Das zweite Modell umfasst neben der Sozialhilfe auch die vor gelagerten Systeme der Notstandshilfe, des Arbeitslosengeldes, der Pension und der Krankenversiche­rung. Dieses Modell ist unter dem Namen „bedarfsorientierte Mindestsicherung“ bekannt geworden. Ihre Grundidee besteht darin, Lücken im herrschenden System zu sockeln und mit Mindestsätzen zu ergänzen.

Voraussetzung für die Mindestsicherung sind Vermögensprüfung, Arbeitsmarktzugang und Haushaltsanrechnun­g. An diesen drei Schrauben entscheidet sich, ob die bedarfsorientierte Mindestsicherung eine Verbesserung oder eine Verschlechterung zur jetzigen Lage darstellt. Denn Bedarfsprüfungen können beschämen und neue Armutsfallen aufmachen. Hartz IV in Deutschland z.B. ist eine restriktive Spielart einer bedarfsorientierten Mindestsicherung.

Eine bedarfsorientierte Mindestsicherung kann aber auch den umgekehrten Weg gehen, nämlich die Leistungen aller bestehenden Systeme grundrechtsori­entiert und Existenz sichernd gestalten, ohne sie weiter zu schwächen. Und es kann auf Vermögensanrechun­gen verzichtet werden. Weiters können Einschleifrege­lungen am Arbeitsmarkt Menschen in prekären Jobs entlasten. Dieses Modell wurde von Sozialwissenschaf­tern um Gerhard Bäcker (Dt) entwickelt, für Österreich durch Studien von Rosner/Dimmel/Ta­los/Wetzel adaptiert.
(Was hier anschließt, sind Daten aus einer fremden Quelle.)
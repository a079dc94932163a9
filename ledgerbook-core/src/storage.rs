//! Storage layer using RocksDB
//!
//! # Column Families
//!
//! - `companies` - Companies/tenants (key: company_id)
//! - `memberships` - Tenant memberships (key: company_id || principal_id)
//! - `accounts` - Chart of accounts (key: account_id)
//! - `cost_centers` - Cost centers (key: cost_center_id)
//! - `financial_accounts` - Financial accounts (key: financial_account_id)
//! - `headers` - Transaction headers (key: header_id)
//! - `entries` - Ledger entries (key: header_id || entry_id)
//! - `indices` - Per-company secondary indices (key: tag || company_id || id)
//!
//! Entry keys embed the header id as a prefix so one range scan yields a
//! header's full line set in creation order (entry ids are UUIDv7).
//!
//! All mutations reach the database through [`Storage::apply`], which turns
//! a staged overlay into a single atomic `WriteBatch`. Uncommitted state
//! lives only in the overlay, never in RocksDB.

use crate::{
    error::{Error, Result},
    types::{
        Account, Company, CostCenter, FinancialAccount, LedgerEntry, TenantMembership,
        TransactionHeader,
    },
    Config,
};
use parking_lot::Mutex;
use rocksdb::{
    BoundColumnFamily, ColumnFamilyDescriptor, DBCompactionStyle, Direction, IteratorMode,
    Options, WriteBatch, DB,
};
use rust_decimal::Decimal;
use serde::de::DeserializeOwned;
use std::collections::BTreeMap;
use std::ops::Bound;
use std::sync::Arc;
use uuid::Uuid;

/// Column family names
const CF_COMPANIES: &str = "companies";
const CF_MEMBERSHIPS: &str = "memberships";
const CF_ACCOUNTS: &str = "accounts";
const CF_COST_CENTERS: &str = "cost_centers";
const CF_FINANCIAL_ACCOUNTS: &str = "financial_accounts";
const CF_HEADERS: &str = "headers";
const CF_ENTRIES: &str = "entries";
const CF_INDICES: &str = "indices";

/// Index tags for the `indices` column family
pub(crate) const IDX_HEADER: u8 = 1;
pub(crate) const IDX_ACCOUNT: u8 = 2;
pub(crate) const IDX_COST_CENTER: u8 = 3;
pub(crate) const IDX_FINANCIAL_ACCOUNT: u8 = 4;

/// Logical column family identifier, used to address staged writes
/// before they are bound to RocksDB handles.
#[derive(Debug, Clone, Copy, PartialEq, Eq, PartialOrd, Ord, Hash)]
pub(crate) enum Cf {
    Companies,
    Memberships,
    Accounts,
    CostCenters,
    FinancialAccounts,
    Headers,
    Entries,
    Indices,
}

impl Cf {
    fn name(self) -> &'static str {
        match self {
            Cf::Companies => CF_COMPANIES,
            Cf::Memberships => CF_MEMBERSHIPS,
            Cf::Accounts => CF_ACCOUNTS,
            Cf::CostCenters => CF_COST_CENTERS,
            Cf::FinancialAccounts => CF_FINANCIAL_ACCOUNTS,
            Cf::Headers => CF_HEADERS,
            Cf::Entries => CF_ENTRIES,
            Cf::Indices => CF_INDICES,
        }
    }
}

/// Staged writes of one ambient transaction: key -> Some(value) for a put,
/// None for a delete. Ordered so prefix scans can merge committed and
/// staged state.
pub(crate) type Overlay = BTreeMap<(Cf, Vec<u8>), Option<Vec<u8>>>;

// Key helpers

pub(crate) fn key_uuid(id: Uuid) -> [u8; 16] {
    *id.as_bytes()
}

pub(crate) fn key_pair(a: Uuid, b: Uuid) -> [u8; 32] {
    let mut key = [0u8; 32];
    key[..16].copy_from_slice(a.as_bytes());
    key[16..].copy_from_slice(b.as_bytes());
    key
}

pub(crate) fn index_key(tag: u8, company_id: Uuid, id: Uuid) -> Vec<u8> {
    let mut key = Vec::with_capacity(33);
    key.push(tag);
    key.extend_from_slice(company_id.as_bytes());
    key.extend_from_slice(id.as_bytes());
    key
}

pub(crate) fn index_prefix(tag: u8, company_id: Uuid) -> Vec<u8> {
    let mut key = Vec::with_capacity(17);
    key.push(tag);
    key.extend_from_slice(company_id.as_bytes());
    key
}

pub(crate) fn encode<T: serde::Serialize>(value: &T) -> Result<Vec<u8>> {
    Ok(bincode::serialize(value)?)
}

fn decode<T: DeserializeOwned>(bytes: &[u8]) -> Result<T> {
    Ok(bincode::deserialize(bytes)?)
}

/// Storage wrapper for RocksDB
pub struct Storage {
    db: DB,

    /// Serializes commit validation and apply into one critical section
    commit_lock: Mutex<()>,
}

impl Storage {
    /// Open or create database
    pub fn open(config: &Config) -> Result<Self> {
        let path = &config.data_dir;

        std::fs::create_dir_all(path)?;

        let mut db_opts = Options::default();
        db_opts.create_if_missing(true);
        db_opts.create_missing_column_families(true);

        // Tuning from config
        db_opts.set_write_buffer_size(config.rocksdb.write_buffer_size_mb * 1024 * 1024);
        db_opts.set_max_write_buffer_number(config.rocksdb.max_write_buffer_number);
        db_opts.set_target_file_size_base(config.rocksdb.target_file_size_mb * 1024 * 1024);
        db_opts.set_max_background_jobs(config.rocksdb.max_background_jobs);
        db_opts.set_level_zero_file_num_compaction_trigger(
            config.rocksdb.level0_file_num_compaction_trigger,
        );

        // Universal compaction for write-heavy workload
        db_opts.set_compaction_style(DBCompactionStyle::Universal);

        if config.rocksdb.enable_statistics {
            db_opts.enable_statistics();
        }

        let cf_descriptors = vec![
            ColumnFamilyDescriptor::new(CF_COMPANIES, Self::cf_options_reference()),
            ColumnFamilyDescriptor::new(CF_MEMBERSHIPS, Self::cf_options_reference()),
            ColumnFamilyDescriptor::new(CF_ACCOUNTS, Self::cf_options_reference()),
            ColumnFamilyDescriptor::new(CF_COST_CENTERS, Self::cf_options_reference()),
            ColumnFamilyDescriptor::new(CF_FINANCIAL_ACCOUNTS, Self::cf_options_reference()),
            ColumnFamilyDescriptor::new(CF_HEADERS, Self::cf_options_ledger()),
            ColumnFamilyDescriptor::new(CF_ENTRIES, Self::cf_options_ledger()),
            ColumnFamilyDescriptor::new(CF_INDICES, Self::cf_options_indices()),
        ];

        let db = DB::open_cf_descriptors(&db_opts, path, cf_descriptors)?;

        tracing::info!("Opened RocksDB at {:?}", path);

        Ok(Self {
            db,
            commit_lock: Mutex::new(()),
        })
    }

    // Column family options

    fn cf_options_ledger() -> Options {
        let mut opts = Options::default();
        opts.set_compression_type(rocksdb::DBCompressionType::Zstd);
        opts.set_bottommost_compression_type(rocksdb::DBCompressionType::Zstd);
        opts
    }

    fn cf_options_reference() -> Options {
        let mut opts = Options::default();
        // Reference data is frequently read, use LZ4 for speed
        opts.set_compression_type(rocksdb::DBCompressionType::Lz4);
        opts
    }

    fn cf_options_indices() -> Options {
        let mut opts = Options::default();
        opts.set_compression_type(rocksdb::DBCompressionType::Lz4);
        // Indices benefit from bloom filters
        let mut block_opts = rocksdb::BlockBasedOptions::default();
        block_opts.set_bloom_filter(10.0, false); // 10 bits per key
        opts.set_block_based_table_factory(&block_opts);
        opts
    }

    fn cf(&self, cf: Cf) -> Result<Arc<BoundColumnFamily<'_>>> {
        self.db
            .cf_handle(cf.name())
            .ok_or_else(|| Error::Storage(format!("Column family {} not found", cf.name())))
    }

    /// Point read of committed state
    pub(crate) fn get_raw(&self, cf: Cf, key: &[u8]) -> Result<Option<Vec<u8>>> {
        let handle = self.cf(cf)?;
        Ok(self.db.get_cf(&handle, key)?)
    }

    /// Range scan of committed state, restricted to keys with `prefix`
    pub(crate) fn scan_prefix(&self, cf: Cf, prefix: &[u8]) -> Result<Vec<(Vec<u8>, Vec<u8>)>> {
        let handle = self.cf(cf)?;
        let iter = self
            .db
            .iterator_cf(&handle, IteratorMode::From(prefix, Direction::Forward));

        let mut pairs = Vec::new();
        for item in iter {
            let (key, value) = item?;
            if !key.starts_with(prefix) {
                break;
            }
            pairs.push((key.to_vec(), value.to_vec()));
        }
        Ok(pairs)
    }

    /// Apply a staged overlay as one atomic write batch
    pub(crate) fn apply(&self, overlay: &Overlay) -> Result<()> {
        let mut batch = WriteBatch::default();

        for ((cf, key), value) in overlay {
            let handle = self.cf(*cf)?;
            match value {
                Some(v) => batch.put_cf(&handle, key, v),
                None => batch.delete_cf(&handle, key),
            }
        }

        self.db.write(batch)?;

        tracing::debug!(ops = overlay.len(), "Overlay applied");
        Ok(())
    }

    /// Lock serializing deferred validation against concurrent commits
    pub(crate) fn commit_lock(&self) -> &Mutex<()> {
        &self.commit_lock
    }

    /// Get storage statistics
    pub fn stats(&self) -> Result<StorageStats> {
        Ok(StorageStats {
            total_companies: self.approximate_count(Cf::Companies)?,
            total_headers: self.approximate_count(Cf::Headers)?,
            total_entries: self.approximate_count(Cf::Entries)?,
        })
    }

    fn approximate_count(&self, cf: Cf) -> Result<u64> {
        let handle = self.cf(cf)?;
        // RocksDB property for approximate count
        let prop = self
            .db
            .property_int_value_cf(&handle, "rocksdb.estimate-num-keys")?
            .unwrap_or(0);
        Ok(prop)
    }
}

/// Storage statistics
#[derive(Debug, Clone)]
pub struct StorageStats {
    /// Approximate number of companies
    pub total_companies: u64,
    /// Approximate number of transaction headers
    pub total_headers: u64,
    /// Approximate number of ledger entries
    pub total_entries: u64,
}

/// A read view over committed state, optionally merged with the staged
/// overlay of one ambient transaction.
///
/// This is the isolation boundary: a transaction sees previously committed
/// state plus its own uncommitted writes, never the overlay of a
/// concurrent transaction.
pub(crate) struct View<'a> {
    storage: &'a Storage,
    overlay: Option<&'a Overlay>,
}

impl<'a> View<'a> {
    /// View of committed state only
    pub(crate) fn committed(storage: &'a Storage) -> Self {
        Self {
            storage,
            overlay: None,
        }
    }

    /// View merged with a transaction's staged writes
    pub(crate) fn merged(storage: &'a Storage, overlay: &'a Overlay) -> Self {
        Self {
            storage,
            overlay: Some(overlay),
        }
    }

    fn get_raw(&self, cf: Cf, key: &[u8]) -> Result<Option<Vec<u8>>> {
        if let Some(overlay) = self.overlay {
            if let Some(staged) = overlay.get(&(cf, key.to_vec())) {
                return Ok(staged.clone());
            }
        }
        self.storage.get_raw(cf, key)
    }

    fn scan_prefix(&self, cf: Cf, prefix: &[u8]) -> Result<Vec<(Vec<u8>, Vec<u8>)>> {
        let mut merged: BTreeMap<Vec<u8>, Vec<u8>> =
            self.storage.scan_prefix(cf, prefix)?.into_iter().collect();

        if let Some(overlay) = self.overlay {
            let from = (cf, prefix.to_vec());
            for ((ocf, key), value) in
                overlay.range((Bound::Included(from), Bound::Unbounded))
            {
                if *ocf != cf || !key.starts_with(prefix) {
                    break;
                }
                match value {
                    Some(v) => {
                        merged.insert(key.clone(), v.clone());
                    }
                    None => {
                        merged.remove(key);
                    }
                }
            }
        }

        Ok(merged.into_iter().collect())
    }

    fn get<T: DeserializeOwned>(&self, cf: Cf, key: &[u8]) -> Result<Option<T>> {
        match self.get_raw(cf, key)? {
            Some(bytes) => Ok(Some(decode(&bytes)?)),
            None => Ok(None),
        }
    }

    // Typed reads

    pub(crate) fn company(&self, id: Uuid) -> Result<Option<Company>> {
        self.get(Cf::Companies, &key_uuid(id))
    }

    pub(crate) fn companies(&self) -> Result<Vec<Company>> {
        self.scan_prefix(Cf::Companies, &[])?
            .iter()
            .map(|(_, v)| decode(v))
            .collect()
    }

    pub(crate) fn membership(
        &self,
        company_id: Uuid,
        principal_id: Uuid,
    ) -> Result<Option<TenantMembership>> {
        self.get(Cf::Memberships, &key_pair(company_id, principal_id))
    }

    pub(crate) fn members(&self, company_id: Uuid) -> Result<Vec<TenantMembership>> {
        self.scan_prefix(Cf::Memberships, &key_uuid(company_id))?
            .iter()
            .map(|(_, v)| decode(v))
            .collect()
    }

    pub(crate) fn account(&self, id: Uuid) -> Result<Option<Account>> {
        self.get(Cf::Accounts, &key_uuid(id))
    }

    pub(crate) fn cost_center(&self, id: Uuid) -> Result<Option<CostCenter>> {
        self.get(Cf::CostCenters, &key_uuid(id))
    }

    pub(crate) fn financial_account(&self, id: Uuid) -> Result<Option<FinancialAccount>> {
        self.get(Cf::FinancialAccounts, &key_uuid(id))
    }

    pub(crate) fn header(&self, id: Uuid) -> Result<Option<TransactionHeader>> {
        self.get(Cf::Headers, &key_uuid(id))
    }

    pub(crate) fn entry(&self, header_id: Uuid, entry_id: Uuid) -> Result<Option<LedgerEntry>> {
        self.get(Cf::Entries, &key_pair(header_id, entry_id))
    }

    /// All entries of a header, in creation order
    pub(crate) fn entries(&self, header_id: Uuid) -> Result<Vec<LedgerEntry>> {
        self.scan_prefix(Cf::Entries, &key_uuid(header_id))?
            .iter()
            .map(|(_, v)| decode(v))
            .collect()
    }

    /// The aggregate the invariant checker consumes. Reads the merged view,
    /// so same-transaction writes are visible.
    pub(crate) fn sum_and_count(&self, header_id: Uuid) -> Result<(Decimal, u64)> {
        let entries = self.entries(header_id)?;
        let sum = entries.iter().map(|e| e.amount).sum();
        Ok((sum, entries.len() as u64))
    }

    /// Ids recorded under a per-company index tag
    pub(crate) fn index_ids(&self, tag: u8, company_id: Uuid) -> Result<Vec<Uuid>> {
        let prefix = index_prefix(tag, company_id);
        let pairs = self.scan_prefix(Cf::Indices, &prefix)?;

        let mut ids = Vec::with_capacity(pairs.len());
        for (key, _) in pairs {
            if key.len() == 33 {
                let bytes: [u8; 16] = key[17..33]
                    .try_into()
                    .map_err(|_| Error::Storage("Malformed index key".to_string()))?;
                ids.push(Uuid::from_bytes(bytes));
            }
        }
        Ok(ids)
    }
}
Die Armutskonferenz hat dazu ein „Mindestsicherungs ABC“ vorgelegt, in dem noch soziale Dienstleistungen und aktive Arbeitsmarktpolitik in die Mindestsicherung eingebaut werden.

Das dritte Modell ist das „Grundeinkommen im Sozialstaat“. Ein bedingungsloses Einkommen als soziales Grundrecht für alle. Die sozialen Sicherungssysteme (Sozialversiche­rungs- oder steuerfinanziert bei Gesundheit, Arbeitslosigkeit, Pension) bleiben bestehen. Auf das Grundeinkommen gibt es einen Rechtsanspruch unabhängig von sonstigen Einkommen, Arbeit oder Lebensweise. Dieses Modell ist in Österreich mit der Katholischen Sozialakademie, den Bündnisinitiativen für ein bedingungsloses Grundeinkommen oder etwa der KPÖ verbunden

Als „Basislohn ohne Sozialstaat“ kann man das vierte Modell bezeichnen. Es ist ein voraussetzungsloses Einkommen für alle. Aber: Die sozialen Sicherungssysteme werden privatisiert. Die großen Lebensrisiken werden nicht mehr solidarisch, sondern von jedem alleine getragen. Die öffentliche Hand zieht sich auch von sozialer Infrastruktur und Dienstleistungen zurück. Wer Geld hat, zahlt sich die gute Ausbildung und die gute Gesundheitsver­sorgung, wer kein Geld hat, dem bleibt die schlechte. Dieses Modell wurde vom „neoliberalen“ Ökonomen Milton Friedmann vorgeschlagen.

Begriffe wie „Grundsicherung“ oder „Grundeinkommen“ allein sagen noch nicht viel aus. Auch hier gilt wieder: Nicht was draufsteht ist entscheidend, sondern was drinnen ist.

Mindestsicherung: Mythen, Irrtümer, Vorurteile

Mit der Mindestsicherung wird jetzt das Sozialsystem armutsfest gemacht.

Sagen die einen.

Jetzt wird ja keiner mehr arbeiten gehen.

Sagen die anderen.

Nichts davon wird eintreten.

Mensch kann rhetorisch und ideologisch wieder abrüsten.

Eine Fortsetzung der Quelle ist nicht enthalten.